When you make some analysis on Hadoop, Apache Pig is one of the simplest ways to get and transform the data. Another alternative is Apache Hive, which seems more easy for people who already know SQL. Well, I used both, but writing scripts with Pig are better since you become able to see your data in each step of the codes. Moreover, it is more human-readable than SQL style code blocks (nested SQL, etc)
In the last two years, I wrote many Pig scripts. I would like to give some tips about Pig Scripting.

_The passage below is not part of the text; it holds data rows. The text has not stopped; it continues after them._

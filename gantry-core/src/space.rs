//! Observation and action spaces.
use serde::{Deserialize, Serialize};
use std::collections::BTreeMap;

/// A set of valid observations or actions.
#[derive(Clone, Debug, Deserialize, Serialize, PartialEq)]
pub enum Space {
    /// `{0, 1, ..., n - 1}`.
    Discrete {
        /// The number of elements.
        n: usize,
    },

    /// A box in `R^d` with element-wise bounds shared by all elements.
    Box {
        /// Shape of an element.
        shape: Vec<usize>,
        /// Lower bound.
        low: f32,
        /// Upper bound.
        high: f32,
    },

    /// Images with pixel values in `[0, 255]`, laid out as `(C, H, W)`.
    Image {
        /// Shape of an image.
        shape: Vec<usize>,
    },

    /// A dictionary of named subspaces.
    Dict {
        /// Subspaces.
        spaces: BTreeMap<String, Space>,
    },
}

impl Space {
    /// Shape of an element of the space.
    ///
    /// Elements of a discrete space are scalars and have the empty shape. The shape of a
    /// dictionary space is that of its flattened elements.
    pub fn shape(&self) -> Vec<usize> {
        match self {
            Self::Discrete { .. } => vec![],
            Self::Box { shape, .. } | Self::Image { shape } => shape.clone(),
            Self::Dict { .. } => vec![self.flat_dim()],
        }
    }

    /// Dimension of a flattened element.
    ///
    /// For a discrete space this is the number of elements, i.e., the length of
    /// the one-hot representation.
    pub fn flat_dim(&self) -> usize {
        match self {
            Self::Discrete { n } => *n,
            Self::Box { shape, .. } | Self::Image { shape } => shape.iter().product(),
            Self::Dict { spaces } => spaces.values().map(|s| s.flat_dim()).sum(),
        }
    }

    /// Returns `true` for [`Space::Discrete`].
    pub fn is_discrete(&self) -> bool {
        matches!(self, Self::Discrete { .. })
    }

    /// Returns `true` for [`Space::Image`].
    pub fn is_image(&self) -> bool {
        matches!(self, Self::Image { .. })
    }

    /// Returns `true` for [`Space::Dict`].
    pub fn is_dict(&self) -> bool {
        matches!(self, Self::Dict { .. })
    }

    /// Name of the kind of the space, used in error messages.
    pub fn kind(&self) -> &'static str {
        match self {
            Self::Discrete { .. } => "Discrete",
            Self::Box { .. } => "Box",
            Self::Image { .. } => "Image",
            Self::Dict { .. } => "Dict",
        }
    }
}

/// Specification of an environment.
#[derive(Clone, Debug, Deserialize, Serialize, PartialEq)]
pub struct EnvSpec {
    /// Observation space.
    pub observation_space: Space,

    /// Action space.
    pub action_space: Space,

    /// Maximum number of steps in an episode, if limited.
    pub max_episode_length: Option<usize>,
}

impl EnvSpec {
    /// Creates a specification without an episode length limit.
    pub fn new(observation_space: Space, action_space: Space) -> Self {
        Self {
            observation_space,
            action_space,
            max_episode_length: None,
        }
    }

    /// Sets the maximum episode length.
    pub fn max_episode_length(mut self, v: usize) -> Self {
        self.max_episode_length = Some(v);
        self
    }
}
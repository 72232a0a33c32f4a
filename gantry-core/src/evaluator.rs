//! Evaluate [`Policy`].
use crate::{error::GantryError, record::Record, Env, Policy};
use anyhow::Result;
use log::info;

/// Evaluate [`Policy`].
pub trait Evaluator<E: Env> {
    /// Evaluates `policy` and returns the result as a [`Record`].
    fn evaluate<P>(&mut self, policy: &mut P) -> Result<Record>
    where
        P: Policy<E>;
}

/// Runs a fixed number of episodes and reports the average return.
///
/// An episode ends when the environment reports termination or truncation, or
/// after [`EnvSpec::max_episode_length`] steps if the limit is set.
/// The returned [`Record`] has the key `"Episode return"`.
///
/// [`EnvSpec::max_episode_length`]: crate::EnvSpec::max_episode_length
pub struct DefaultEvaluator<E: Env> {
    n_episodes: usize,
    env: E,
}

impl<E: Env> Evaluator<E> for DefaultEvaluator<E> {
    fn evaluate<P>(&mut self, policy: &mut P) -> Result<Record>
    where
        P: Policy<E>,
    {
        let mut r_total = 0f32;
        let max_episode_length = self.env.spec().max_episode_length;

        for ix in 0..self.n_episodes {
            let mut prev_obs = self.env.reset_with_index(ix)?;
            let mut t = 0;

            loop {
                let act = policy.sample(&prev_obs)?;
                let (step, _) = self.env.step(&act)?;
                r_total += step.reward;
                t += 1;
                if step.is_done() || max_episode_length.is_some_and(|n| t >= n) {
                    break;
                }
                prev_obs = step.obs;
            }
        }

        let r_mean = r_total / self.n_episodes as f32;
        info!("Evaluated {} episodes, average return {}", self.n_episodes, r_mean);
        Ok(Record::from_scalar("Episode return", r_mean))
    }
}

impl<E: Env> DefaultEvaluator<E> {
    /// Builds the environment from `config` and `seed`.
    ///
    /// Fails if `n_episodes` is zero.
    pub fn new(config: &E::Config, seed: i64, n_episodes: usize) -> Result<Self> {
        Self::from_env(E::build(config, seed)?, n_episodes)
    }

    /// Evaluates on an environment that has already been built.
    ///
    /// Fails if `n_episodes` is zero.
    pub fn from_env(env: E, n_episodes: usize) -> Result<Self> {
        if n_episodes == 0 {
            return Err(GantryError::InvalidConfig(
                "n_episodes of DefaultEvaluator must be positive".to_string(),
            )
            .into());
        }
        Ok(Self { n_episodes, env })
    }
}

#[cfg(test)]
mod test {
    use super::*;
    use crate::{Act, EnvSpec, Obs, Space, Step};

    #[derive(Clone, Debug)]
    struct Counter(usize);

    impl Obs for Counter {}

    #[derive(Clone, Debug)]
    struct Stay;

    impl Act for Stay {}

    /// Terminates after `ix + 1` steps from `reset_with_index(ix)`.
    struct CountdownEnv {
        spec: EnvSpec,
        remaining: usize,
    }

    impl Env for CountdownEnv {
        type Config = ();
        type Obs = Counter;
        type Act = Stay;
        type Info = ();

        fn build(_config: &Self::Config, _seed: i64) -> Result<Self> {
            Ok(Self {
                spec: EnvSpec::new(Space::Discrete { n: 1 }, Space::Discrete { n: 1 }),
                remaining: 0,
            })
        }

        fn spec(&self) -> &EnvSpec {
            &self.spec
        }

        fn step(&mut self, a: &Self::Act) -> Result<(Step<Self>, Record)> {
            self.remaining -= 1;
            let obs = Counter(self.remaining);
            let step = Step::new(obs, a.clone(), 2.0, self.remaining == 0, false, ());
            Ok((step, Record::empty()))
        }

        fn reset(&mut self) -> Result<Self::Obs> {
            self.reset_with_index(0)
        }

        fn reset_with_index(&mut self, ix: usize) -> Result<Self::Obs> {
            self.remaining = ix + 1;
            Ok(Counter(self.remaining))
        }
    }

    struct StayPolicy {
        n_samples: usize,
    }

    /// Never terminates; the length limit of its spec comes from the config.
    struct EndlessEnv {
        spec: EnvSpec,
        t: usize,
    }

    impl Env for EndlessEnv {
        type Config = usize;
        type Obs = Counter;
        type Act = Stay;
        type Info = ();

        fn build(config: &Self::Config, _seed: i64) -> Result<Self> {
            Ok(Self {
                spec: EnvSpec::new(Space::Discrete { n: 1 }, Space::Discrete { n: 1 })
                    .max_episode_length(*config),
                t: 0,
            })
        }

        fn spec(&self) -> &EnvSpec {
            &self.spec
        }

        fn step(&mut self, a: &Self::Act) -> Result<(Step<Self>, Record)> {
            self.t += 1;
            if self.t > 1000 {
                anyhow::bail!("episode did not stop at the length limit");
            }
            let step = Step::new(Counter(self.t), a.clone(), 1.0, false, false, ());
            Ok((step, Record::empty()))
        }

        fn reset(&mut self) -> Result<Self::Obs> {
            self.t = 0;
            Ok(Counter(0))
        }

        fn reset_with_index(&mut self, _ix: usize) -> Result<Self::Obs> {
            self.reset()
        }
    }

    impl<E: Env<Obs = Counter, Act = Stay>> Policy<E> for StayPolicy {
        fn sample(&mut self, _obs: &E::Obs) -> Result<E::Act> {
            self.n_samples += 1;
            Ok(Stay)
        }
    }

    #[test]
    fn test_default_evaluator() -> Result<()> {
        let _ = env_logger::builder().is_test(true).try_init();
        let mut evaluator = DefaultEvaluator::<CountdownEnv>::new(&(), 0, 4)?;
        let mut policy = StayPolicy { n_samples: 0 };

        // Episodes last 1, 2, 3 and 4 steps with reward 2 each.
        let record = evaluator.evaluate(&mut policy)?;
        assert_eq!(policy.n_samples, 10);
        assert_eq!(record.get_scalar("Episode return")?, 5.0);

        Ok(())
    }

    #[test]
    fn test_max_episode_length() -> Result<()> {
        let mut evaluator = DefaultEvaluator::<EndlessEnv>::new(&5, 0, 2)?;
        let mut policy = StayPolicy { n_samples: 0 };

        let record = evaluator.evaluate(&mut policy)?;
        assert_eq!(policy.n_samples, 10);
        assert_eq!(record.get_scalar("Episode return")?, 5.0);

        Ok(())
    }

    #[test]
    fn test_zero_episodes_rejected() -> Result<()> {
        let err = DefaultEvaluator::<CountdownEnv>::new(&(), 0, 0)
            .err()
            .expect("zero episodes should be rejected");
        assert!(matches!(
            err.downcast_ref::<GantryError>(),
            Some(GantryError::InvalidConfig(_))
        ));

        let env = CountdownEnv::build(&(), 0)?;
        assert!(DefaultEvaluator::from_env(env, 0).is_err());

        Ok(())
    }
}
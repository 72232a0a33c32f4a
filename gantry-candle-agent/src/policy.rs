//! Stochastic policies.
mod categorical_cnn;
mod config;
use crate::distribution::Distribution;
use anyhow::Result;
use candle_core::Tensor;
pub use categorical_cnn::CategoricalCnnPolicy;
pub use config::CategoricalCnnPolicyConfig;
use gantry_core::{record::Record, EnvSpec};
use rand::Rng;

/// A policy returning a distribution over actions for a batch of observations.
pub trait StochasticPolicy {
    /// Distribution over actions.
    type Dist: Distribution;

    /// Computes the action distributions for a batch of observations.
    ///
    /// Returns the distributions and additional information of the forward pass.
    fn forward(&self, observations: &Tensor) -> Result<(Self::Dist, Record)>;

    /// Specification of the environment the policy acts on.
    fn env_spec(&self) -> &EnvSpec;

    /// Name of the policy.
    fn name(&self) -> &str;

    /// Samples actions for a batch of observations.
    fn get_actions<R: Rng + ?Sized>(
        &self,
        observations: &Tensor,
        rng: &mut R,
    ) -> Result<(Tensor, Record)> {
        let (dist, info) = self.forward(observations)?;
        Ok((dist.sample(rng)?, info))
    }

    /// Samples an action for a single observation.
    fn get_action<R: Rng + ?Sized>(
        &self,
        observation: &Tensor,
        rng: &mut R,
    ) -> Result<(Tensor, Record)> {
        let (acts, info) = self.get_actions(&observation.unsqueeze(0)?, rng)?;
        Ok((acts.squeeze(0)?, info))
    }
}
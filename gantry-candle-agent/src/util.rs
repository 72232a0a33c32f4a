//! Layer constructors with explicit initializers.
use crate::Initializer;
use candle_core::Result;
use candle_nn::{conv::Conv2dConfig, Conv2d, LayerNorm, Linear, VarBuilder};

/// Linear layer whose weight and bias are initialized with the given initializers.
pub(crate) fn linear(
    in_dim: usize,
    out_dim: usize,
    w_init: &Initializer,
    b_init: &Initializer,
    vb: VarBuilder,
) -> Result<Linear> {
    let w = vb.get_with_hints((out_dim, in_dim), "weight", w_init.init(in_dim, out_dim))?;
    let b = vb.get_with_hints(out_dim, "bias", b_init.init(in_dim, out_dim))?;
    Ok(Linear::new(w, Some(b)))
}

/// 2D convolution with a square kernel and no padding.
///
/// Padding is applied by the caller, as candle only pads with zeros.
pub(crate) fn conv2d(
    in_channels: usize,
    out_channels: usize,
    kernel_size: usize,
    stride: usize,
    w_init: &Initializer,
    b_init: &Initializer,
    vb: VarBuilder,
) -> Result<Conv2d> {
    let fan_in = in_channels * kernel_size * kernel_size;
    let fan_out = out_channels * kernel_size * kernel_size;
    let w = vb.get_with_hints(
        (out_channels, in_channels, kernel_size, kernel_size),
        "weight",
        w_init.init(fan_in, fan_out),
    )?;
    let b = vb.get_with_hints(out_channels, "bias", b_init.init(fan_in, fan_out))?;
    let config = Conv2dConfig {
        stride,
        ..Default::default()
    };
    Ok(Conv2d::new(w, Some(b), config))
}

/// Layer normalization over the last dimension of size `dim`.
pub(crate) fn layer_norm(dim: usize, vb: VarBuilder) -> Result<LayerNorm> {
    candle_nn::layer_norm(dim, 1e-5, vb)
}
#![warn(missing_docs)]
//! Core abstractions of Gantry, a library for reinforcement learning.
//!
//! The crate defines the environment interface ([`Env`], [`Step`]), the
//! [`Policy`] interface, observation/action spaces ([`Space`], [`EnvSpec`]),
//! a key-value [`Record`](record::Record) and environment wrappers such as
//! [`EpisodicLife`](wrappers::EpisodicLife).
pub mod error;
pub mod record;
pub mod wrappers;

mod base;
pub use base::{Act, Env, Info, Lives, Obs, Policy, Step};

mod space;
pub use space::{EnvSpec, Space};

mod evaluator;
pub use evaluator::{DefaultEvaluator, Evaluator};
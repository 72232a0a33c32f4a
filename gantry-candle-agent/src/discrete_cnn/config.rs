use crate::{
    cnn::{CnnConfig, PaddingMode},
    mlp::MlpConfig,
    Activation, Initializer,
};
use serde::{Deserialize, Serialize};

#[derive(Debug, Deserialize, Serialize, PartialEq, Clone)]
#[serde(default)]
/// Configuration of [`DiscreteCnn`](super::DiscreteCnn).
///
/// The fields are passed to [`CnnConfig`] and [`MlpConfig`] as they are.
/// `hidden_w_init` and `hidden_b_init` apply to both the convolutional and the
/// hidden dense layers; `layer_normalization` to both stages as well.
pub struct DiscreteCnnConfig {
    pub input_shape: Vec<usize>,
    pub output_dim: usize,
    pub kernel_sizes: Vec<usize>,
    pub hidden_channels: Vec<usize>,
    pub strides: Vec<usize>,
    pub hidden_sizes: Vec<usize>,
    pub cnn_hidden_nonlinearity: Option<Activation>,
    pub mlp_hidden_nonlinearity: Option<Activation>,
    pub hidden_w_init: Initializer,
    pub hidden_b_init: Initializer,
    pub paddings: Vec<usize>,
    pub padding_mode: PaddingMode,
    pub max_pool: bool,
    pub pool_shape: Vec<usize>,
    pub pool_stride: Vec<usize>,
    pub output_nonlinearity: Option<Activation>,
    pub output_w_init: Initializer,
    pub output_b_init: Initializer,
    pub layer_normalization: bool,
    pub is_image: bool,
}

impl Default for DiscreteCnnConfig {
    fn default() -> Self {
        Self {
            input_shape: vec![],
            output_dim: 0,
            kernel_sizes: vec![],
            hidden_channels: vec![],
            strides: vec![1],
            hidden_sizes: vec![32, 32],
            cnn_hidden_nonlinearity: Some(Activation::Relu),
            mlp_hidden_nonlinearity: Some(Activation::Relu),
            hidden_w_init: Initializer::XavierUniform,
            hidden_b_init: Initializer::Zeros,
            paddings: vec![0],
            padding_mode: PaddingMode::Zeros,
            max_pool: false,
            pool_shape: vec![2],
            pool_stride: vec![1],
            output_nonlinearity: None,
            output_w_init: Initializer::XavierUniform,
            output_b_init: Initializer::Zeros,
            layer_normalization: false,
            is_image: false,
        }
    }
}

impl DiscreteCnnConfig {
    /// Creates a configuration with the given convolutional layers and default
    /// values for the other fields.
    pub fn new(kernel_sizes: Vec<usize>, hidden_channels: Vec<usize>) -> Self {
        Self {
            kernel_sizes,
            hidden_channels,
            ..Default::default()
        }
    }

    /// Sets the input shape.
    pub fn input_shape(mut self, v: Vec<usize>) -> Self {
        self.input_shape = v;
        self
    }

    /// Sets the output dimension.
    pub fn output_dim(mut self, v: usize) -> Self {
        self.output_dim = v;
        self
    }

    /// Sets the strides of the convolutional layers.
    pub fn strides(mut self, v: Vec<usize>) -> Self {
        self.strides = v;
        self
    }

    /// Sets the sizes of the hidden dense layers.
    pub fn hidden_sizes(mut self, v: Vec<usize>) -> Self {
        self.hidden_sizes = v;
        self
    }

    /// Sets the nonlinearity of the convolutional layers.
    pub fn cnn_hidden_nonlinearity(mut self, v: Option<Activation>) -> Self {
        self.cnn_hidden_nonlinearity = v;
        self
    }

    /// Sets the nonlinearity of the hidden dense layers.
    pub fn mlp_hidden_nonlinearity(mut self, v: Option<Activation>) -> Self {
        self.mlp_hidden_nonlinearity = v;
        self
    }

    /// Sets the weight initializer of the hidden layers.
    pub fn hidden_w_init(mut self, v: Initializer) -> Self {
        self.hidden_w_init = v;
        self
    }

    /// Sets the bias initializer of the hidden layers.
    pub fn hidden_b_init(mut self, v: Initializer) -> Self {
        self.hidden_b_init = v;
        self
    }

    /// Sets the paddings and the padding mode of the convolutional layers.
    pub fn paddings(mut self, v: Vec<usize>, mode: PaddingMode) -> Self {
        self.paddings = v;
        self.padding_mode = mode;
        self
    }

    /// Enables max pooling with the given windows and strides.
    pub fn max_pool(mut self, pool_shape: Vec<usize>, pool_stride: Vec<usize>) -> Self {
        self.max_pool = true;
        self.pool_shape = pool_shape;
        self.pool_stride = pool_stride;
        self
    }

    /// Sets the nonlinearity of the output layer.
    pub fn output_nonlinearity(mut self, v: Option<Activation>) -> Self {
        self.output_nonlinearity = v;
        self
    }

    /// Sets the weight initializer of the output layer.
    pub fn output_w_init(mut self, v: Initializer) -> Self {
        self.output_w_init = v;
        self
    }

    /// Sets the bias initializer of the output layer.
    pub fn output_b_init(mut self, v: Initializer) -> Self {
        self.output_b_init = v;
        self
    }

    /// Enables or disables layer normalization.
    pub fn layer_normalization(mut self, v: bool) -> Self {
        self.layer_normalization = v;
        self
    }

    /// Sets if inputs are images with pixel values in `[0, 255]`.
    pub fn is_image(mut self, v: bool) -> Self {
        self.is_image = v;
        self
    }

    /// Configuration of the convolutional feature extractor.
    pub fn cnn_config(&self) -> CnnConfig {
        CnnConfig {
            input_shape: self.input_shape.clone(),
            kernel_sizes: self.kernel_sizes.clone(),
            hidden_channels: self.hidden_channels.clone(),
            strides: self.strides.clone(),
            paddings: self.paddings.clone(),
            padding_mode: self.padding_mode,
            hidden_nonlinearity: self.cnn_hidden_nonlinearity,
            hidden_w_init: self.hidden_w_init.clone(),
            hidden_b_init: self.hidden_b_init.clone(),
            max_pool: self.max_pool,
            pool_shape: self.pool_shape.clone(),
            pool_stride: self.pool_stride.clone(),
            layer_normalization: self.layer_normalization,
            is_image: self.is_image,
        }
    }

    /// Configuration of the dense head taking `in_dim` features.
    pub fn mlp_config(&self, in_dim: usize) -> MlpConfig {
        MlpConfig {
            in_dim,
            hidden_sizes: self.hidden_sizes.clone(),
            out_dim: self.output_dim,
            hidden_nonlinearity: self.mlp_hidden_nonlinearity,
            hidden_w_init: self.hidden_w_init.clone(),
            hidden_b_init: self.hidden_b_init.clone(),
            output_nonlinearity: self.output_nonlinearity,
            output_w_init: self.output_w_init.clone(),
            output_b_init: self.output_b_init.clone(),
            layer_normalization: self.layer_normalization,
        }
    }
}
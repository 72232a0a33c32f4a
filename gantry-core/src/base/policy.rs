//! Policy.
use super::Env;
use anyhow::Result;

/// A policy on an environment.
///
/// Policy is a mapping from an observation to an action.
/// The mapping can be either of deterministic or stochastic.
pub trait Policy<E: Env> {
    /// Sample an action given an observation.
    fn sample(&mut self, obs: &E::Obs) -> Result<E::Act>;
}
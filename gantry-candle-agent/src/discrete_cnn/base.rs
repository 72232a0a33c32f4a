use super::DiscreteCnnConfig;
use crate::{cnn::Cnn, mlp::Mlp, model::SubModel1};
use anyhow::Result;
use candle_core::Tensor;
use candle_nn::VarBuilder;
use log::trace;

/// A [`Cnn`] followed by an [`Mlp`], mapping images to one score per discrete value.
pub struct DiscreteCnn {
    cnn: Cnn,
    mlp: Mlp,
    output_dim: usize,
}

impl DiscreteCnn {
    /// Number of outputs.
    pub fn output_dim(&self) -> usize {
        self.output_dim
    }

    /// Dimension of the features passed from the convolutional layers to the dense head.
    pub fn feature_dim(&self) -> usize {
        self.cnn.out_dim()
    }
}

impl SubModel1 for DiscreteCnn {
    type Config = DiscreteCnnConfig;
    type Input = Tensor;
    type Output = Tensor;

    fn forward(&self, xs: &Self::Input) -> Result<Tensor> {
        let features = self.cnn.forward(xs)?;
        trace!("features: {:?}", features.dims());
        self.mlp.forward(&features)
    }

    fn build(vb: VarBuilder, config: Self::Config) -> Result<Self> {
        let cnn = Cnn::build(vb.pp("cnn"), config.cnn_config())?;
        let mlp = Mlp::build(vb.pp("mlp"), config.mlp_config(cnn.out_dim()))?;

        Ok(Self {
            cnn,
            mlp,
            output_dim: config.output_dim,
        })
    }
}
use super::MlpConfig;
use crate::{
    model::SubModel1,
    util::{layer_norm, linear},
};
use anyhow::Result;
use candle_core::{DType, Device, Tensor};
use candle_nn::{LayerNorm, Linear, Module, VarBuilder};

/// Multilayer perceptron.
///
/// Hidden layers are `linear -> layer norm (optional) -> nonlinearity`.
/// The output layer is `linear -> output nonlinearity (optional)`.
pub struct Mlp {
    config: MlpConfig,
    device: Device,
    hidden: Vec<(Linear, Option<LayerNorm>)>,
    output: Linear,
}

impl SubModel1 for Mlp {
    type Config = MlpConfig;
    type Input = Tensor;
    type Output = Tensor;

    fn forward(&self, xs: &Self::Input) -> Result<Tensor> {
        let mut xs = xs.to_device(&self.device)?.to_dtype(DType::F32)?;

        for (layer, norm) in self.hidden.iter() {
            xs = layer.forward(&xs)?;
            if let Some(norm) = norm {
                xs = norm.forward(&xs)?;
            }
            if let Some(act) = &self.config.hidden_nonlinearity {
                xs = act.forward(&xs)?;
            }
        }

        let xs = self.output.forward(&xs)?;
        match &self.config.output_nonlinearity {
            Some(act) => Ok(act.forward(&xs)?),
            None => Ok(xs),
        }
    }

    fn build(vb: VarBuilder, config: Self::Config) -> Result<Self> {
        let device = vb.device().clone();
        let mut in_dim = config.in_dim;
        let mut hidden = Vec::with_capacity(config.hidden_sizes.len());

        for (i, &out_dim) in config.hidden_sizes.iter().enumerate() {
            let layer = linear(
                in_dim,
                out_dim,
                &config.hidden_w_init,
                &config.hidden_b_init,
                vb.pp(format!("ln{}", i)),
            )?;
            let norm = match config.layer_normalization {
                true => Some(layer_norm(out_dim, vb.pp(format!("norm{}", i)))?),
                false => None,
            };
            hidden.push((layer, norm));
            in_dim = out_dim;
        }

        let output = linear(
            in_dim,
            config.out_dim,
            &config.output_w_init,
            &config.output_b_init,
            vb.pp("out"),
        )?;

        Ok(Self {
            config,
            device,
            hidden,
            output,
        })
    }
}
//! Multilayer perceptron.
mod base;
mod config;
pub use base::Mlp;
pub use config::MlpConfig;
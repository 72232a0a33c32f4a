use super::Distribution;
use anyhow::{bail, Result};
use candle_core::{DType, Tensor, D};
use candle_nn::ops::log_softmax;
use rand::{
    distributions::{Distribution as _, WeightedIndex},
    Rng,
};

/// Categorical distributions parametrized by logits of shape `(batch_size, n_categories)`.
///
/// Logits are normalized at construction, so [`Categorical::logits`] returns
/// log-probabilities.
#[derive(Clone, Debug)]
pub struct Categorical {
    logits: Tensor,
}

impl Categorical {
    /// Creates distributions from unnormalized logits.
    ///
    /// A 1-dimensional tensor is regarded as a batch of a single distribution.
    pub fn from_logits(logits: Tensor) -> Result<Self> {
        let logits = match logits.rank() {
            1 => logits.unsqueeze(0)?,
            2 => logits,
            r => bail!("logits must be of rank 1 or 2, got rank {}", r),
        };
        let logits = log_softmax(&logits.to_dtype(DType::F32)?, D::Minus1)?;
        Ok(Self { logits })
    }

    /// Normalized logits, i.e., log-probabilities.
    pub fn logits(&self) -> &Tensor {
        &self.logits
    }

    /// Probabilities.
    pub fn probs(&self) -> Result<Tensor> {
        Ok(self.logits.exp()?)
    }

    /// Number of categories, the size of the support.
    pub fn n_categories(&self) -> usize {
        self.logits.dims()[1]
    }

    /// Number of distributions in the batch.
    pub fn batch_size(&self) -> usize {
        self.logits.dims()[0]
    }
}

impl Distribution for Categorical {
    /// Returns the sampled categories as a `u32` tensor of shape `(batch_size,)`.
    fn sample<R: Rng + ?Sized>(&self, rng: &mut R) -> Result<Tensor> {
        let probs: Vec<Vec<f32>> = self.probs()?.to_vec2()?;
        let samples = probs
            .iter()
            .map(|p| -> Result<u32> { Ok(WeightedIndex::new(p)?.sample(&mut *rng) as u32) })
            .collect::<Result<Vec<_>>>()?;
        Ok(Tensor::from_vec(
            samples,
            (self.batch_size(),),
            self.logits.device(),
        )?)
    }

    fn log_prob(&self, value: &Tensor) -> Result<Tensor> {
        let ixs = value
            .to_device(self.logits.device())?
            .to_dtype(DType::U32)?
            .reshape((self.batch_size(), 1))?;
        Ok(self.logits.gather(&ixs, 1)?.squeeze(1)?)
    }

    fn entropy(&self) -> Result<Tensor> {
        Ok((self.logits.exp()? * &self.logits)?.sum(D::Minus1)?.neg()?)
    }

    fn mode(&self) -> Result<Tensor> {
        Ok(self.logits.argmax(D::Minus1)?)
    }
}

- Use DEFINE functions to separate the file loading functions into a different Pig, which can be named as Loader.pig
- When Pig does not provide the desired functionalities, write your own User Defined Functions with Java. For example, if you need to compare the object values, or if you want to use a sorting algorithm, then you may use your own Java codes and make them call from Pig script. This feature totally increases the flexibility of Apache Pig. When you enter the Java UDF world, then you can do everything with the collaboration of Java and Pig. Here, the main challenge is to track the objects called in UDF but you can develop yourself by making lots of trials.
- Parameter Substitution is a prominent feature of Pig. With @declare annotations, it is possible to define custom variables. However, the dynamic value assignment is a challenge.
- Before running in pig mode, complete your tests with the pig -x local mode with a small amount of data since it becomes inefficient to wait and see the script results in pig mode.